Data excerpts:
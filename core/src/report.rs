//! Report rendering. Pure functions over a finished [`ScanOutcome`].

use std::fmt::Write as _;

use crate::engine::ScanOutcome;
use crate::finding::{Finding, FindingKind, Severity};

/// Severity-grouped Markdown report. Every missing finding and every marker appears.
pub fn render_markdown(outcome: &ScanOutcome) -> String {
    let mut out = String::new();
    let summary = &outcome.summary;

    let _ = writeln!(out, "# Implementation Gaps\n");
    let _ = writeln!(out, "- **Root:** `{}`", outcome.root);
    let _ = writeln!(out, "- **Depth:** {}", outcome.depth.as_str());
    let _ = writeln!(
        out,
        "- **Files analyzed:** {} of {} ({} skipped)",
        summary.files_analyzed, summary.files_enumerated, summary.files_skipped
    );
    let _ = writeln!(
        out,
        "- **Missing:** {} | **Existing markers:** {} | **Already annotated:** {}\n",
        summary.missing, summary.markers, summary.suppressed
    );

    let _ = writeln!(out, "## Summary by category\n");
    let _ = writeln!(out, "| Category | Count |");
    let _ = writeln!(out, "|---|---:|");
    for kind in FindingKind::ALL {
        let count = summary.by_kind.get(&kind).copied().unwrap_or(0);
        let _ = writeln!(out, "| {} | {} |", kind.as_str(), count);
    }
    out.push('\n');

    let _ = writeln!(out, "## Severity breakdown\n");
    let _ = writeln!(out, "| Severity | Count |");
    let _ = writeln!(out, "|---|---:|");
    for severity in Severity::ALL {
        let count = summary.by_severity.get(&severity).copied().unwrap_or(0);
        let _ = writeln!(out, "| {} | {} |", severity.title(), count);
    }
    out.push('\n');

    let _ = writeln!(out, "## Missing implementation\n");
    if outcome.missing.is_empty() {
        let _ = writeln!(out, "_No missing implementation found._\n");
    }
    let mut index = 0;
    for severity in Severity::ALL {
        let group: Vec<&Finding> = outcome
            .missing
            .iter()
            .filter(|f| f.severity == severity)
            .collect();
        if group.is_empty() {
            continue;
        }
        let _ = writeln!(out, "### {} ({})\n", severity.title(), group.len());
        for finding in group {
            index += 1;
            write_finding(&mut out, index, finding);
        }
    }

    let _ = writeln!(out, "## Existing markers ({})\n", outcome.markers.len());
    if outcome.markers.is_empty() {
        let _ = writeln!(out, "_No existing markers._\n");
    } else {
        let _ = writeln!(out, "| Location | Label | Severity | Reference | Text |");
        let _ = writeln!(out, "|---|---|---|---|---|");
        for marker in &outcome.markers {
            let _ = writeln!(
                out,
                "| `{}:{}` | {} | {} | {} | {} |",
                marker.file,
                marker.line,
                marker.label,
                marker.severity.title(),
                marker.reference.as_deref().map(table_cell).unwrap_or_default(),
                table_cell(&marker.text)
            );
        }
        out.push('\n');
    }

    if !outcome.skipped.is_empty() {
        let _ = writeln!(out, "## Skipped files ({})\n", outcome.skipped.len());
        for skip in &outcome.skipped {
            let _ = writeln!(out, "- `{}`: {}", skip.file, skip.reason);
        }
        out.push('\n');
    }

    out
}

fn write_finding(out: &mut String, index: usize, finding: &Finding) {
    let _ = writeln!(out, "#### {}. `{}`\n", index, finding.location());
    let _ = writeln!(out, "- **File:** `{}`", finding.file);
    match finding.line {
        Some(line) => {
            let _ = writeln!(out, "- **Line:** {line}");
        }
        None => {
            let _ = writeln!(out, "- **Line:** whole file");
        }
    }
    let _ = writeln!(out, "- **Kind:** {}", finding.kind.as_str());
    let _ = writeln!(out, "- **Description:** {}", finding.description);
    if let Some(annotation) = &finding.suggested_annotation {
        let fence = fence_for(annotation);
        let _ = writeln!(out, "- **Suggested annotation:**\n");
        let _ = writeln!(out, "{fence}\n{annotation}\n{fence}");
    }
    out.push('\n');
}

/// A backtick fence longer than any run inside `text`.
fn fence_for(text: &str) -> String {
    let mut longest = 0;
    let mut run = 0;
    for ch in text.chars() {
        if ch == '`' {
            run += 1;
            longest = longest.max(run);
        } else {
            run = 0;
        }
    }
    "`".repeat(longest.max(2) + 1)
}

fn table_cell(text: &str) -> String {
    text.replace('|', "\\|").replace('\n', " ")
}

/// The whole outcome as pretty JSON.
pub fn render_json(outcome: &ScanOutcome) -> Result<String, serde_json::Error> {
    serde_json::to_string_pretty(outcome)
}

**HOW TO COMPLETE THIS TASK**.
The records above are to be transcribed exactly and completely.

**ANSWER FOR THIS EXERCISE**.
filename core/src/report.rs
//! Report rendering. Pure functions over a finished [`ScanOutcome`].

use std::fmt::Write as _;

use crate::engine::ScanOutcome;
use crate::finding::{Finding, FindingKind, Severity};

/// Severity-grouped Markdown report. Every missing finding and every marker appears.
pub fn render_markdown(outcome: &ScanOutcome) -> String {
    let mut out = String::new();
    let summary = &outcome.summary;

    let _ = writeln!(out, "# Implementation Gaps\n");
    let _ = writeln!(out, "- **Root:** `{}`", outcome.root);
    let _ = writeln!(out, "- **Depth:** {}", outcome.depth.as_str());
    let _ = writeln!(
        out,
        "- **Files analyzed:** {} of {} ({} skipped)",
        summary.files_analyzed, summary.files_enumerated, summary.files_skipped
    );
    let _ = writeln!(
        out,
        "- **Missing:** {} | **Existing markers:** {} | **Already annotated:** {}\n",
        summary.missing, summary.markers, summary.suppressed
    );

    let _ = writeln!(out, "## Summary by category\n");
    let _ = writeln!(out, "| Category | Count |");
    let _ = writeln!(out, "|---|---:|");
    for kind in FindingKind::ALL {
        let count = summary.by_kind.get(&kind).copied().unwrap_or(0);
        let _ = writeln!(out, "| {} | {} |", kind.as_str(), count);
    }
    out.push('\n');

    let _ = writeln!(out, "## Severity breakdown\n");
    let _ = writeln!(out, "| Severity | Count |");
    let _ = writeln!(out, "|---|---:|");
    for severity in Severity::ALL {
        let count = summary.by_severity.get(&severity).copied().unwrap_or(0);
        let _ = writeln!(out, "| {} | {} |", severity.title(), count);
    }
    out.push('\n');

    let _ = writeln!(out, "## Missing implementation\n");
    if outcome.missing.is_empty() {
        let _ = writeln!(out, "_No missing implementation found._\n");
    }
    let mut index = 0;
    for severity in Severity::ALL {
        let group: Vec<&Finding> = outcome
            .missing
            .iter()
            .filter(|f| f.severity == severity)
            .collect();
        if group.is_empty() {
            continue;
        }
        let _ = writeln!(out, "### {} ({})\n", severity.title(), group.len());
        for finding in group {
            index += 1;
            write_finding(&mut out, index, finding);
        }
    }

    let _ = writeln!(out, "## Existing markers ({})\n", outcome.markers.len());
    if outcome.markers.is_empty() {
        let _ = writeln!(out, "_No existing markers._\n");
    } else {
        let _ = writeln!(out, "| Location | Label | Severity | Reference | Text |");
        let _ = writeln!(out, "|---|---|---|---|---|");
        for marker in &outcome.markers {
            let _ = writeln!(
                out,
                "| `{}:{}` | {} | {} | {} | {} |",
                marker.file,
                marker.line,
                marker.label,
                marker.severity.title(),
                marker.reference.as_deref().map(table_cell).unwrap_or_default(),
                table_cell(&marker.text)
            );
        }
        out.push('\n');
    }

    if !outcome.skipped.is_empty() {
        let _ = writeln!(out, "## Skipped files ({})\n", outcome.skipped.len());
        for skip in &outcome.skipped {
            let _ = writeln!(out, "- `{}`: {}", skip.file, skip.reason);
        }
        out.push('\n');
    }

    out
}

fn write_finding(out: &mut String, index: usize, finding: &Finding) {
    let _ = writeln!(out, "#### {}. `{}`\n", index, finding.location());
    let _ = writeln!(out, "- **File:** `{}`", finding.file);
    match finding.line {
        Some(line) => {
            let _ = writeln!(out, "- **Line:** {line}");
        }
        None => {
            let _ = writeln!(out, "- **Line:** whole file");
        }
    }
    let _ = writeln!(out, "- **Kind:** {}", finding.kind.as_str());
    let _ = writeln!(out, "- **Description:** {}", finding.description);
    if let Some(annotation) = &finding.suggested_annotation {
        let fence = fence_for(annotation);
        let _ = writeln!(out, "- **Suggested annotation:**\n");
        let _ = writeln!(out, "{fence}\n{annotation}\n{fence}");
    }
    out.push('\n');
}

/// A backtick fence longer than any run inside `text`.
fn fence_for(text: &str) -> String {
    let mut longest = 0;
    let mut run = 0;
    for ch in text.chars() {
        if ch == '`' {
            run += 1;
            longest = longest.max(run);
        } else {
            run = 0;
        }
    }
    "`".repeat(longest.max(2) + 1)
}

fn table_cell(text: &str) -> String {
    text.replace('|', "\\|").replace('\n', " ")
}

/// The whole outcome as pretty JSON.
pub fn render_json(outcome: &ScanOutcome) -> Result<String, serde_json::Error> {
    serde_json::to_string_pretty(outcome)
}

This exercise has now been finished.